There’s a lot at stake in the special election on Tuesday, but the outcome might have been determined as far back as 2013, when the Supreme Court’s gutting of the Voting Rights Act allowed the state to enforce a 2011 voter ID law that “so reeked of discrimination that state politicians didn’t bother to submit it to the federal government for approval,” as Scott Douglas put it in The New York Times today. With the preclearance requirement out of the way, the architects of the bill, who sought to undermine “Alabama’s black power structure,” finally saw their decade-long efforts pay off. Now Democrats are paying the price.
Along with the voter ID law, Alabama Republicans have closed about 200 voting precincts since 2013, attempted to shutter 31 DMV offices across the state in disproportionately rural majority-black counties, and reformed campaign finance laws to weaken organizations that mobilize black voters. The Campaign Legal Center, a voting rights nonprofit, filed a lawsuit this summer against Alabama’s chief election official, John Merrill, for refusing to “to take any meaningful action to implement” a law passed earlier this year that extended the right to vote to thousands of residents who had been disenfranchised for low-level convictions.
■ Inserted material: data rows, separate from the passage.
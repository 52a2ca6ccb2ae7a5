// Copyright 2024 The rp-shell authors
//
// Licensed under the Apache License, Version 2.0 (the "License");
// you may not use this file except in compliance with the License.
// You may obtain a copy of the License at
//
//     http://www.apache.org/licenses/LICENSE-2.0
//
// Unless required by applicable law or agreed to in writing, software
// distributed under the License is distributed on an "AS IS" BASIS,
// WITHOUT WARRANTIES OR CONDITIONS OF ANY KIND, either express or implied.
// See the License for the specific language governing permissions and
// limitations under the License.

use schemars::JsonSchema;
use serde::{Deserialize, Serialize};
use serde_with::skip_serializing_none;

use crate::util::{annotate, ConfigurationSection};

fn default_region() -> String {
    "us-west-2".to_owned()
}

fn default_true() -> bool {
    true
}

/// Settings of the managed identity platform hosting the user directory
#[skip_serializing_none]
#[derive(Debug, Clone, PartialEq, Eq, Serialize, Deserialize, JsonSchema)]
pub struct PlatformConfig {
    /// Region of the platform. The hosted login domain is
    /// `<domain_prefix>.auth.<region>.amazoncognito.com`
    #[serde(default = "default_region")]
    pub region: String,

    /// Identifier of the app client registered at the user directory.
    ///
    /// It is assigned by the platform on first deployment, and is not a
    /// secret.
    #[serde(default)]
    pub app_client_id: Option<String>,

    /// Whether users can also sign in with their email address
    #[serde(default = "default_true")]
    pub login_with_email: bool,
}

impl Default for PlatformConfig {
    fn default() -> Self {
        Self {
            region: default_region(),
            app_client_id: None,
            login_with_email: true,
        }
    }
}

impl PlatformConfig {
    /// The hosted login domain for the given prefix
    #[must_use]
    pub fn hosted_domain(&self, domain_prefix: &str) -> String {
        format!("{domain_prefix}.auth.{region}.amazoncognito.com", region = self.region)
    }
}

impl ConfigurationSection for PlatformConfig {
    const PATH: Option<&'static str> = Some("platform");

    fn validate(&self, figment: &figment::Figment) -> Result<(), figment::Error> {
        let valid_region = !self.region.is_empty()
            && self
                .region
                .chars()
                .all(|c| c.is_ascii_lowercase() || c.is_ascii_digit() || c == '-');

        if !valid_region {
            return Err(annotate(
                figment,
                figment::Error::from(format!("invalid region {:?}", self.region)),
                &["platform", "region"],
            ));
        }

        if self.app_client_id.as_deref() == Some("") {
            return Err(annotate(
                figment,
                figment::Error::from("app client ID is empty".to_owned()),
                &["platform", "app_client_id"],
            ));
        }

        Ok(())
    }
}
Merill told HuffPost in June that he won’t spend state resources notifying “a small percentage of individuals who at some point in the past may have believed for whatever reason they were disenfranchised.” The reason they believed this, of course, being that state officials told them they were permanently barred from voting and no one has since told them otherwise.
All this is to say that black voters in Alabama have a series of hurdles to overcome to vote in tomorrow’s special election. Unfortunately, the Democratic candidate in the race, Doug Jones, has been reluctant to make his appeals to this bloc too explicit, lest he alienate Republican-leaning white voters. His main rhetorical outreach has been to reiterate his 2002 prosecution of the KKK members behind the 16th Street Baptist Church bombing in 1963. As an Alabama resident told HuffPost, “He makes a big play of, ‘I defended the civil rights.’ OK, that’s all well and good. But I don’t hear anything else from you until it’s time for an election?”
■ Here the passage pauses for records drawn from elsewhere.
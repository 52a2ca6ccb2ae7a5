// Copyright 2024 The rp-shell authors
//
// Licensed under the Apache License, Version 2.0 (the "License");
// you may not use this file except in compliance with the License.
// You may obtain a copy of the License at
//
//     http://www.apache.org/licenses/LICENSE-2.0
//
// Unless required by applicable law or agreed to in writing, software
// distributed under the License is distributed on an "AS IS" BASIS,
// WITHOUT WARRANTIES OR CONDITIONS OF ANY KIND, either express or implied.
// See the License for the specific language governing permissions and
// limitations under the License.

//! The shipped descriptor against what the shell expects of it.

use figment::{
    providers::{Format, Yaml},
    Figment,
};
use rp_config::{ConfigurationSection, RootConfig};
use rp_shell::{AuthEvent, CallbackOutcome, View, ATTRIBUTES_READ};

use crate::{init_test_with, user, MockClient, APP_CLIENT_ID, PROVIDER};

const SHIPPED: &str = include_str!("../../../../config.yaml");

fn shipped() -> RootConfig {
    let figment = Figment::new().merge(Yaml::string(SHIPPED));
    RootConfig::extract(&figment).unwrap()
}

#[test]
fn attribute_mapping_matches_what_the_shell_reads() {
    for descriptor in shipped().resolve_all() {
        let mapped: Vec<&str> = descriptor.provider.mapped_attributes().collect();

        // The shell never reads an attribute which is not mapped
        for attribute in ATTRIBUTES_READ {
            assert!(
                mapped.contains(attribute),
                "{attribute} is not mapped in {}",
                descriptor.environment
            );
        }

        // Nothing is mapped that the shell does not read
        for attribute in &mapped {
            assert!(ATTRIBUTES_READ.contains(attribute));
        }
    }
}

#[test]
fn shipped_provider_is_the_one_the_shell_signs_in_with() {
    for descriptor in shipped().resolve_all() {
        assert_eq!(descriptor.provider.name, PROVIDER);
    }
}

#[tokio::test]
async fn sign_in_on_every_environment() {
    for descriptor in shipped().resolve_all() {
        let mut config = descriptor.runtime_config();
        config.auth.app_client_id = Some(APP_CLIENT_ID.to_owned());
        let origin = descriptor.binding.callback_urls[0].as_str().to_owned();

        let (client, _recorded) = MockClient::new();
        let mut shell = init_test_with(client, &origin, config).await;

        let correlation = shell.begin_sign_in(PROVIDER).await.unwrap();
        shell.handle_event(AuthEvent::Callback {
            correlation,
            outcome: CallbackOutcome::SignedIn(user("alice")),
        });
        assert_eq!(shell.next_fetch_result().await, Some(true));
        assert_eq!(
            shell.view(),
            View::SignedIn {
                email: "alice@example.com".to_owned()
            }
        );
    }
}
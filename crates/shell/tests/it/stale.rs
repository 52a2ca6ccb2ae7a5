// Copyright 2024 The rp-shell authors
//
// Licensed under the Apache License, Version 2.0 (the "License");
// you may not use this file except in compliance with the License.
// You may obtain a copy of the License at
//
//     http://www.apache.org/licenses/LICENSE-2.0
//
// Unless required by applicable law or agreed to in writing, software
// distributed under the License is distributed on an "AS IS" BASIS,
// WITHOUT WARRANTIES OR CONDITIONS OF ANY KIND, either express or implied.
// See the License for the specific language governing permissions and
// limitations under the License.

//! Attribute fetches racing with session transitions.

use std::sync::Arc;

use assert_matches::assert_matches;
use rp_shell::{AuthEvent, CallbackOutcome, View};
use tokio::sync::Notify;

use crate::{init_test, user, MockClient, Recorded, PROVIDER};

#[tokio::test]
async fn fetch_outstanding_across_sign_out_is_discarded() {
    let gate = Arc::new(Notify::new());
    let (mut client, mut recorded) = MockClient::new();
    client.gate = Some(Arc::clone(&gate));
    let mut shell = init_test(client).await;

    let correlation = shell.begin_sign_in(PROVIDER).await.unwrap();
    shell.handle_event(AuthEvent::Callback {
        correlation,
        outcome: CallbackOutcome::SignedIn(user("alice")),
    });

    // Wait for the fetch to be in flight
    loop {
        if let Some(Recorded::Fetch(_)) = recorded.recv().await {
            break;
        }
    }

    // Sign out while it is stuck
    let correlation = shell.sign_out().await.unwrap();
    shell.handle_event(AuthEvent::Callback {
        correlation,
        outcome: CallbackOutcome::SignedOut,
    });
    assert!(shell.state().is_unauthenticated());

    // Let it complete: the result must not be committed
    gate.notify_one();
    assert_eq!(shell.next_fetch_result().await, Some(false));
    assert_eq!(shell.next_fetch_result().await, None);

    assert!(shell.state().is_unauthenticated());
    assert_eq!(shell.attributes(), None);
    assert_eq!(
        shell.view(),
        View::SignedOut {
            providers: vec![PROVIDER.to_owned()]
        }
    );
}

#[tokio::test]
async fn attributes_of_an_expired_session_are_not_shown() {
    let gate = Arc::new(Notify::new());
    let (mut client, mut recorded) = MockClient::new();
    client.gate = Some(Arc::clone(&gate));
    let mut shell = init_test(client).await;
    assert_matches!(recorded.recv().await, Some(Recorded::Configured));

    // Alice's session expires while her attributes are being fetched, then
    // Bob's session is restored
    shell.handle_event(AuthEvent::SessionRestored {
        user: user("alice"),
    });
    assert_matches!(recorded.recv().await, Some(Recorded::Fetch(u)) if u == user("alice"));
    shell.handle_event(AuthEvent::SessionExpired);
    shell.handle_event(AuthEvent::SessionRestored { user: user("bob") });
    assert_matches!(recorded.recv().await, Some(Recorded::Fetch(u)) if u == user("bob"));
    assert_eq!(shell.view(), View::LoadingProfile);

    // Release both fetches, in whatever order they complete
    gate.notify_one();
    gate.notify_one();
    let first = shell.next_fetch_result().await.unwrap();
    let second = shell.next_fetch_result().await.unwrap();

    // Exactly one of them belongs to the current session
    assert!(first ^ second);
    assert_eq!(shell.next_fetch_result().await, None);
    assert_eq!(shell.state().user(), Some(&user("bob")));
    assert_eq!(
        shell.view(),
        View::SignedIn {
            email: "bob@example.com".to_owned()
        }
    );
}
In the past few weeks the Democratic Party has sent out some of it’s most prominent black lawmakers to stump for Jones, including Senator Cory Booker and civil rights icon John Lewis. We can only hope it’s enough to energize black Alabamans into voting for a party that often neglects them until the very last moment.
Correction: A previous version of this post stated that Alabama Republicans shuttered 31 DMV offices across the state. In fact, they only attempted to. Then-Governor Robert Bentley reversed the decision a month later after criticism by civil rights advocates and Democratic lawmakers. In 2016 the state agreed to expand license office hours in rural, predominantly black counties after a federal investigation. We regret the error.